◆ **Problem requirements**
Your answer must contain each line of the listing in which "ForcedSessionOverride" appears, copied in full.

◆ **Recorded data**
:::

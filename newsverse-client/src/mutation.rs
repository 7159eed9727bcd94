//! Mutation coordination.
//!
//! Every state-changing user action funnels through the
//! [`MutationCoordinator`]: it calls the gateway, then reconciles the cache
//! according to the mutation's [`ReconcilePolicy`], and publishes a
//! [`Notice`](crate::Notice) for anything a person should see. The cache is
//! only touched on the paths the policy table names; a failed call leaves
//! cached data exactly as it was (forced session overrides excepted).

use std::sync::Arc;

use newsverse_cache::KeyedCache;
use newsverse_core::{
    Article, CacheKey, CacheValue, GatewayError, Identity, NewsverseError, NewsverseResult,
    Rating, SessionState, UserPreferences,
};

use crate::gateway::RemoteGateway;
use crate::notice::{Notice, NoticeSink};

// ============================================================================
// Policy table
// ============================================================================

/// Every mutation the client can perform.
#[derive(Debug, Clone, Copy, PartialEq, Eq, Hash)]
pub enum MutationKind {
    ToggleLike,
    SubmitRating,
    UpdatePreferences,
    CompleteOnboarding,
    ScheduleNotifications,
    RunPipeline,
    LogOut,
    DeleteAccount,
}

/// How a mutation's outcome is reconciled into the cache.
#[derive(Debug, Clone, Copy, PartialEq, Eq)]
pub enum ReconcilePolicy {
    /// The ack (or the submitted payload) is authoritative: write it into
    /// the affected entries directly, no refetch.
    DirectWrite,
    /// The server-side effect is not locally predictable: mark the affected
    /// entries stale and let the next read refetch.
    InvalidateOnly,
    /// Overwrite the session entry unconditionally, even when the remote
    /// call failed.
    ForcedSessionOverride,
}

impl MutationKind {
    /// The reconciliation policy table. `ScheduleNotifications` has no
    /// cache effect at all; it falls under `InvalidateOnly` with an empty
    /// key set.
    pub fn policy(&self) -> ReconcilePolicy {
        match self {
            MutationKind::ToggleLike
            | MutationKind::SubmitRating
            | MutationKind::UpdatePreferences
            | MutationKind::CompleteOnboarding => ReconcilePolicy::DirectWrite,
            MutationKind::ScheduleNotifications | MutationKind::RunPipeline => {
                ReconcilePolicy::InvalidateOnly
            }
            MutationKind::LogOut | MutationKind::DeleteAccount => {
                ReconcilePolicy::ForcedSessionOverride
            }
        }
    }
}

// ============================================================================
// MutationCoordinator
// ============================================================================

/// Executes mutations and reconciles their outcomes into the cache.
///
/// The coordinator does not de-duplicate concurrent calls to the same
/// mutation; disabling the triggering control while a call is pending is
/// the embedding UI's responsibility.
pub struct MutationCoordinator {
    gateway: Arc<dyn RemoteGateway>,
    cache: KeyedCache,
    notices: Arc<dyn NoticeSink>,
}

impl MutationCoordinator {
    pub fn new(
        gateway: Arc<dyn RemoteGateway>,
        cache: KeyedCache,
        notices: Arc<dyn NoticeSink>,
    ) -> Self {
        MutationCoordinator {
            gateway,
            cache,
            notices,
        }
    }

    /// Toggle the like flag on an article. Returns the authoritative
    /// post-toggle state from the server's ack, after splicing it into
    /// every cached collection containing the article.
    pub async fn toggle_like(&self, article_id: &str, title: &str) -> NewsverseResult<bool> {
        let ack = self
            .gateway
            .toggle_like(article_id, title)
            .await
            .map_err(|e| self.fail("Could not update like", e))?;

        self.splice_article(article_id, |article| article.user_has_liked = ack.liked);
        self.notices.publish(Notice::info(if ack.liked {
            "Article liked"
        } else {
            "Like removed"
        }));
        Ok(ack.liked)
    }

    /// Submit a rating for an article.
    ///
    /// Short-circuits with `Conflict` before any network call when a cached
    /// copy of the article already carries `user_has_rated`; the server
    /// enforces the same rule, this just saves the round trip.
    pub async fn submit_rating(&self, article_id: &str, rating: Rating) -> NewsverseResult<()> {
        if self.cached_article_is_rated(article_id) {
            let err = GatewayError::Conflict {
                reason: "You have already rated this article".to_string(),
            };
            return Err(self.fail("Rating not submitted", err));
        }

        let ack = self
            .gateway
            .submit_rating(article_id, rating)
            .await
            .map_err(|e| self.fail("Rating not submitted", e))?;

        self.splice_article(article_id, |article| article.user_has_rated = true);
        self.notices.publish(Notice::info(ack.message));
        Ok(())
    }

    /// Persist notification preferences. The submitted values are written
    /// to the cache on success; the server stores exactly what it was sent.
    pub async fn update_preferences(&self, prefs: &UserPreferences) -> NewsverseResult<()> {
        prefs.validate()?;

        self.gateway
            .update_preferences(prefs)
            .await
            .map_err(|e| self.fail("Preferences not saved", e))?;

        self.cache
            .write(CacheKey::Preferences, CacheValue::Preferences(prefs.clone()));
        self.notices
            .publish(Notice::info("Your preferences have been saved"));
        Ok(())
    }

    /// Complete first-run onboarding. On success the session entry is
    /// written with the returned identity *before* this method returns, so
    /// a route gate consulted during the subsequent navigation already sees
    /// `Authenticated`.
    pub async fn complete_onboarding(
        &self,
        prefs: &UserPreferences,
    ) -> NewsverseResult<Identity> {
        prefs.validate()?;

        let ack = self
            .gateway
            .complete_onboarding(prefs)
            .await
            .map_err(|e| self.fail("Could not complete setup", e))?;

        self.cache.write(
            CacheKey::Session,
            CacheValue::Session(SessionState::Authenticated(ack.user.clone())),
        );
        self.cache
            .write(CacheKey::Preferences, CacheValue::Preferences(prefs.clone()));
        self.notices
            .publish(Notice::info("Welcome! Your profile is complete"));
        Ok(ack.user)
    }

    /// Ask the backend to schedule notification delivery. No cache effect;
    /// the ack message is surfaced as a notice.
    pub async fn schedule_notifications(&self) -> NewsverseResult<String> {
        let ack = self
            .gateway
            .schedule_notifications()
            .await
            .map_err(|e| self.fail("Could not schedule notifications", e))?;

        self.notices.publish(Notice::info(ack.message.clone()));
        Ok(ack.message)
    }

    /// Trigger the backend analysis pipeline. Its effect on rankings is not
    /// locally predictable, so every article collection is invalidated and
    /// refetched on next read.
    pub async fn run_pipeline(&self) -> NewsverseResult<()> {
        self.gateway
            .run_pipeline()
            .await
            .map_err(|e| self.fail("Could not start analysis", e))?;

        for key in CacheKey::ARTICLE_COLLECTIONS {
            self.cache.invalidate(key);
        }
        self.notices
            .publish(Notice::info("News analysis is running in the background"));
        Ok(())
    }

    /// Log out. The session entry is overwritten with `Anonymous` whether
    /// or not the remote call succeeds: the user asked to be logged out,
    /// and a dead backend must not pin them into an authenticated view.
    pub async fn log_out(&self) -> NewsverseResult<()> {
        let result = self.gateway.log_out().await;

        self.cache.write(
            CacheKey::Session,
            CacheValue::Session(SessionState::Anonymous),
        );

        match result {
            Ok(()) => self.notices.publish(Notice::info("You have been logged out")),
            Err(e) => {
                tracing::warn!(error = %e, "logout call failed; session cleared locally");
                self.notices.publish(Notice::warning(
                    "Logged out locally",
                    format!("The server could not be reached: {e}"),
                ));
            }
        }
        Ok(())
    }

    /// Delete the account. Like logout, the local session is forced to
    /// `Anonymous` regardless of outcome; additionally every session-scoped
    /// entry is invalidated so no snapshot of the deleted account's data
    /// can be served afterwards.
    pub async fn delete_account(&self) -> NewsverseResult<()> {
        let result = self.gateway.delete_account().await;

        self.cache.write(
            CacheKey::Session,
            CacheValue::Session(SessionState::Anonymous),
        );
        for key in CacheKey::SESSION_SCOPED {
            self.cache.invalidate(key);
        }

        match result {
            Ok(()) => self
                .notices
                .publish(Notice::info("Your account has been deleted")),
            Err(e) => {
                tracing::warn!(error = %e, "account deletion failed; session cleared locally");
                self.notices.publish(Notice::warning(
                    "Account deletion may not have completed",
                    format!("The server could not be reached: {e}"),
                ));
            }
        }
        Ok(())
    }

    // ------------------------------------------------------------------------
    // Reconciliation helpers
    // ------------------------------------------------------------------------

    /// Apply `patch` to the article in every cached collection containing
    /// it, writing back only the collections that actually held it.
    fn splice_article(&self, article_id: &str, patch: impl Fn(&mut Article)) {
        for key in CacheKey::ARTICLE_COLLECTIONS {
            let Some(CacheValue::Articles(mut articles)) = self.cache.peek(key) else {
                continue;
            };
            let mut touched = false;
            for article in articles.iter_mut() {
                if article.id == article_id {
                    patch(article);
                    touched = true;
                }
            }
            if touched {
                self.cache.write(key, CacheValue::Articles(articles));
            }
        }
    }

    fn cached_article_is_rated(&self, article_id: &str) -> bool {
        CacheKey::ARTICLE_COLLECTIONS.into_iter().any(|key| {
            match self.cache.peek(key) {
                Some(CacheValue::Articles(articles)) => articles
                    .iter()
                    .any(|a| a.id == article_id && a.user_has_rated),
                _ => false,
            }
        })
    }

    /// Publish a failure notice and wrap the error for the caller.
    fn fail(&self, title: &str, error: GatewayError) -> NewsverseError {
        tracing::debug!(error = %error, class = error.class(), "mutation failed");
        self.notices.publish(Notice::failure(title, &error));
        NewsverseError::from(error)
    }
}

// ============================================================================
// Tests
// ============================================================================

:::

◆ **Result**
    ForcedSessionOverride,
                ReconcilePolicy::ForcedSessionOverride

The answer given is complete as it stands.